# New 75g



## dkle (Jun 20, 2008)

Hi guys and gals

I dabbled in planted tanks about 6-7 years ago and had some modest success with it. Back then, I had a 55 g tank with two 55w PC, DIY yeast CO2, regular aquarium substrate and HOB aquaclear filter, which were all I could afford at the time, being a poor student. The stem plants grew quite well, but with such poor lighting and unreliable CO2 supply, I could never grow the red plants (except for red temple) and grass-type lawns.

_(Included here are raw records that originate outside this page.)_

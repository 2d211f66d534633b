//! Service API endpoints.

use axum::{
    extract::{Path, Query, State},
    Json,
};
use serde::Deserialize;

use super::{created, message, ApiJson, ApiResult, Created, MessageResponse};
use crate::db::Filter;
use crate::models::{optional, CreateServiceRequest, ServiceItem, UpdateServiceRequest};
use crate::AppState;

#[derive(Debug, Default, Deserialize)]
pub struct CategoryQuery {
    #[serde(default)]
    pub category: Option<String>,
}

impl CategoryQuery {
    pub fn filter(self) -> Option<Filter> {
        optional(self.category).map(|category| Filter::eq("category", category))
    }

    /// Filter from a `/category/{category}` path segment, normalized like the query.
    pub fn from_path(category: String) -> Option<Filter> {
        Self {
            category: Some(category),
        }
        .filter()
    }
}

/// GET /api/service - List services, newest first.
pub async fn list_services(
    State(state): State<AppState>,
    Query(query): Query<CategoryQuery>,
) -> ApiResult<Vec<ServiceItem>> {
    Ok(Json(state.store.list(query.filter().as_ref()).await?))
}

/// GET /api/service/category/:category
pub async fn list_services_by_category(
    State(state): State<AppState>,
    Path(category): Path<String>,
) -> ApiResult<Vec<ServiceItem>> {
    let filter = CategoryQuery::from_path(category);
    Ok(Json(state.store.list(filter.as_ref()).await?))
}

/// GET /api/service/:id
pub async fn get_service(
    State(state): State<AppState>,
    Path(id): Path<String>,
) -> ApiResult<ServiceItem> {
    Ok(Json(state.store.get(&id).await?))
}

/// POST /api/service
pub async fn create_service(
    State(state): State<AppState>,
    ApiJson(request): ApiJson<CreateServiceRequest>,
) -> Created<ServiceItem> {
    let service = request.into_service()?;
    state.store.insert(&service).await?;
    tracing::info!(id = %service.id, "Service created");
    Ok(created(service))
}

/// PUT /api/service/:id
pub async fn update_service(
    State(state): State<AppState>,
    Path(id): Path<String>,
    ApiJson(request): ApiJson<UpdateServiceRequest>,
) -> ApiResult<ServiceItem> {
    let mut service: ServiceItem = state.store.get(&id).await?;
    request.apply(&mut service);
    state.store.replace(&service).await?;
    Ok(Json(service))
}

/// DELETE /api/service/:id
pub async fn delete_service(
    State(state): State<AppState>,
    Path(id): Path<String>,
) -> ApiResult<MessageResponse> {
    state.store.delete::<ServiceItem>(&id, None).await?;
    tracing::info!(%id, "Service deleted");
    Ok(message("Service deleted successfully"))
}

Being still poor now  , but at least having a job, I decided to go all out and set up a tank with all the bells and whistles (so now if I fail, I only have myself to blame instead of blaming the technology). So, here is the setup:

Tank: 80g with matching stand

Light: Nova extreme pro 6x54w T5 HO with individual reflectors), on for 8hrs/day

Filter: Rena star XP 3

CO2: DIY CO2 regulator (with good needle valve bought from floridadriftwoods.com) and a 20pound CO2 tank bought from Bevco, which should last me quite a few years. CO2 is run inline (hooked directly into the filter intake). I currently run it at 1 bps.

Substrate: Aquasoil Amazonia II. I swear to god this stuff is worth more than gold. But since Oliver Knott, the Germany planted tank God as far as I'm concerned loves it, I coughed up the money to get it. Four 11L bags are needed for my tank.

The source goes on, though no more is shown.